Accelerating both climate change and technological development instead of just climate change:

Firstly, the raw data on crop yields in SSP5-RCP8.5 incorporates both climate change (positive and negative depending on region) and technological development effects (positive) and therefore could not be treated in isolation in this study. As such, both effects were accelerated in modelling the artificial ‘runaway global warming’ scenario, and thus the net impacts of climate change on food production were likely underestimated.

Not incorporating socioeconomic growth shock feedbacks:

For instance, while we account for population loss feedback in absolute terms, such a loss of population, and the potential turmoil that may follow a largescale starvation event, would likely have an impact of stunting the GDP growth of a nation compared to the business-as-usual growth adopted in the model, which would in turn feedback to further exacerbate the risk of starvation. As such, we likely underestimate the risk of starvation in this regard.

My quick overall take

Most studies analysing the impact of climate change focus on low levels of warming, so I am glad this article looked into more extreme scenarios, as asked in Kemp et al. 2022.

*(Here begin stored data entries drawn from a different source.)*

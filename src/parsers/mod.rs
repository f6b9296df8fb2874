//! Decoders for everything stored inside a .blend file: the file-level block
//! stream, the SDNA descriptor, and the field-name declarator grammar.

pub mod blend;
pub mod dna;
pub mod field;

/// Size of a pointer on the machine used to save the blend file.
#[derive(Debug, Copy, Clone, Eq, PartialEq, Hash)]
pub enum PointerSize {
    Bits32,
    Bits64,
}

impl PointerSize {
    /// Returns the pointer size in bytes.
    pub fn bytes_num(self) -> usize {
        match self {
            PointerSize::Bits32 => 4,
            PointerSize::Bits64 => 8,
        }
    }
}

/// Endianness of the machine used to save the blend file.
#[derive(Debug, Copy, Clone, Eq, PartialEq, Hash)]
pub enum Endianness {
    Little,
    Big,
}
impl<'a> TypeView<'a> {
    fn node(&self) -> &'a Type {
        self.blend.types.get(self.handle)
    }

    /// The SDNA name for fundamentals, aggregates and functions; arrays and
    /// pointers are anonymous.
    pub fn name(&self) -> Option<&'a str> {
        self.node().name()
    }

    /// In-memory size in bytes.
    pub fn size(&self) -> usize {
        self.node().size()
    }

    pub fn is_struct(&self) -> bool {
        matches!(self.node(), Type::Aggregate { .. })
    }

    pub fn is_array(&self) -> bool {
        matches!(self.node(), Type::Array { .. })
    }

    pub fn is_pointer(&self) -> bool {
        matches!(self.node(), Type::Pointer { .. })
    }

    pub fn is_primitive(&self) -> bool {
        matches!(self.node(), Type::Fundamental { .. })
    }

    pub fn is_function(&self) -> bool {
        matches!(self.node(), Type::Function { .. })
    }

    /// The element type of an array or the pointee of a pointer.
    pub fn element_type(&self) -> Option<TypeView<'a>> {
        let handle = match self.node() {
            Type::Array { element, .. } => *element,
            Type::Pointer { pointee, .. } => *pointee,
            _ => return None,
        };
        Some(TypeView {
            blend: self.blend,
            handle,
        })
    }

    /// The aggregate's fields in declaration order; empty for other kinds.
    pub fn fields(&self) -> Vec<FieldView<'a>> {
        match self.node() {
            Type::Aggregate { fields, .. } => fields
                .values()
                .map(|field| FieldView {
                    blend: self.blend,
                    declaring: self.handle,
                    field,
                })
                .collect(),
            _ => Vec::new(),
        }
    }

    pub fn field(&self, name: &str) -> Option<FieldView<'a>> {
        match self.node() {
            Type::Aggregate { fields, .. } => Some(FieldView {
                blend: self.blend,
                declaring: self.handle,
                field: fields.get(name)?,
            }),
            _ => None,
        }
    }

    /// Evaluates a path against `bytes`, which should be the body (or a
    /// typed sub-slice of the body) of a block whose layout is this type.
    /// Yields the reached type and its bytes.
    pub fn query(
        &self,
        bytes: &'a [u8],
        query: &Query,
    ) -> Result<(TypeView<'a>, &'a [u8]), QueryError> {
        let mut current_type = *self;
        let mut current_bytes = bytes;

        for token in query {
            match token {
                QueryToken::Name(name) => {
                    if !current_type.is_struct() {
                        return Err(QueryError::IndexedInvalidType);
                    }
                    let next = current_type
                        .field(name)
                        .ok_or_else(|| QueryError::FieldNotFound(name.clone()))?;
                    current_bytes = next.data(current_bytes).unwrap_or(&[]);
                    current_type = next.field_type();
                }
                QueryToken::Index(index) => {
                    let element = current_type
                        .element_type()
                        .ok_or(QueryError::IndexedInvalidType)?;

                    // For pointers the bytes reached so far are the pointer
                    // payload itself: decode it and swap in the pointed-at
                    // block bytes. Each index step peels one level of
                    // indirection, so a doubly indirect field dereferences
                    // level by level.
                    let slice = if current_type.is_pointer() {
                        let address = self
                            .blend
                            .decode_address(current_bytes)
                            .ok_or(QueryError::InvalidValue)?;
                        self.blend
                            .resolve(address.get(), element.size())
                            .ok_or(QueryError::InvalidValue)?
                    } else {
                        current_bytes
                    };

                    let element_size = element.size();
                    current_type = element;

                    // An empty slice means an earlier step ran out of data;
                    // it stays empty and the final size check reports it.
                    if slice.is_empty() {
                        current_bytes = slice;
                        continue;
                    }

                    let offset = index
                        .checked_mul(element_size)
                        .filter(|offset| {
                            offset
                                .checked_add(element_size)
                                .is_some_and(|end| end <= slice.len())
                        })
                        .ok_or(QueryError::IndexOutOfBounds {
                            index: *index,
                            len: slice.len(),
                        })?;

                    // Zero-sized elements (`void` pointees) keep the whole
                    // remainder; the producer's pointer maths has nothing
                    // better to offer.
                    current_bytes = if element_size > 0 {
                        &slice[offset..offset + element_size]
                    } else {
                        &slice[offset..]
                    };
                }
            }
        }

        Ok((current_type, current_bytes))
    }

    /// Evaluates a path and bit-casts the reached bytes into `T`. The bytes
    /// must be exactly `size_of::<T>()` long.
    pub fn query_value<T: Pod>(&self, bytes: &'a [u8], query: &Query) -> Result<T, QueryError> {
        let (_, data) = self.query(bytes, query)?;
        if data.len() != size_of::<T>() {
            return Err(QueryError::InvalidType);
        }
        Ok(bytemuck::pod_read_unaligned(data))
    }

    /// Evaluates a path whose final step followed a pointer and borrows the
    /// resolved bytes as a `T`. Requires the resolved bytes to hold at least
    /// `size_of::<T>()` bytes, naturally aligned for `T`.
    pub fn query_pointer<T: Pod>(&self, bytes: &'a [u8], query: &Query) -> Result<&'a T, QueryError> {
        let (_, data) = self.query(bytes, query)?;
        let prefix = data.get(..size_of::<T>()).ok_or(QueryError::InvalidType)?;
        bytemuck::try_from_bytes(prefix).map_err(|_| QueryError::InvalidType)
    }

    /// Walks an intrusive linked list starting at `bytes`, evaluating the
    /// path on every node and handing the reached type and bytes to `each`.
    /// The walk follows the node's `next` pointer (step `next[0]`) until it
    /// no longer resolves.
    pub fn query_each(
        &self,
        bytes: &'a [u8],
        query: &Query,
        mut each: impl FnMut(TypeView<'a>, &'a [u8]),
    ) -> Result<(), QueryError> {
        let next = Query::next_element();
        let mut current = bytes;

        loop {
            let (ty, data) = self.query(current, query)?;
            each(ty, data);

            match self.query(current, &next) {
                Ok((_, data)) if !data.is_empty() => current = data,
                Ok(_) => break,
                Err(QueryError::InvalidValue) => break,
                Err(error) => return Err(error),
            }
        }

        Ok(())
    }

    /// Typed variant of [`TypeView::query_each`]: bit-casts every node's
    /// path result into `T` before invoking the callback.
    pub fn query_each_value<T: Pod>(
        &self,
        bytes: &'a [u8],
        query: &Query,
        mut each: impl FnMut(T),
    ) -> Result<(), QueryError> {
        let next = Query::next_element();
        let mut current = bytes;

        loop {
            each(self.query_value(current, query)?);

            match self.query(current, &next) {
                Ok((_, data)) if !data.is_empty() => current = data,
                Ok(_) => break,
                Err(QueryError::InvalidValue) => break,
                Err(error) => return Err(error),
            }
        }

        Ok(())
    }
}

On the other hand, 5 billion deaths given a global warming of 10 ºC (= (8 + 12)/​2) by 2100 seems very pessimistic neglecting AI risk. Xia 2022 estimated 5.08 billion people without food given a cropland cooling of 16 ºC in 1 year, corresponding to a global cooling of 8 ºC[3], and little adaptation[4]. Moreover, I think 1 ºC of cooling is usually worse for yields than 1 ºC of warming. So it would be quite surprising if a temperature change 1.25 times (= 108) as large over 80 times as much time (2020 to 2100) were similarly bad.

I believe holding land use and cropland area constant, and not incorporating learning feedbacks nor exploring societal adaptation for such a long period of 80 years implies deaths have been majorly overestimated. I guess by more than a factor of 10. It is also unclear to me whether CO fertilization was taken into account, as I did not find “fertilization” in the article nor its supplementary material[5].

  1. ^

    From section 5.1 (emphasis mine):

    Our results then show a stark divergence in risk of starvation as ‘runaway global warming’ results in mass mortality of ∼5 billion people (i.e., ∼68 % of the current global population) by 2100.

  2. ^

    Also from the supplementary material (emphasis mine):

    The food_production_growth_cropyield input dataset contains a SSP5-RCP85 based growth profile for the crop yield (i.e. climate and technology) related component of food production growth, in units of annual average percentage, for each country in yearly increments from 2020 to 2099. It was derived from high resolution GIS data on climate impacted crop yields based on scenario SSP5-RCP85 from (Iizumi et al. 2017, 2020) and current land use from (Chen et al. 2020), as follows.

  3. ^

    See Fig. 3a of Toon 2014. The cropland cooling is larger than the global cooling because this accounts for the air temperature over oceans, which does not change as much.

  4. ^

    See 3rd paragraph of the Discussion, or discussion on LessWrong.

  5. ^

    I have asked the corresponding author 14 days ago, but have not heard back.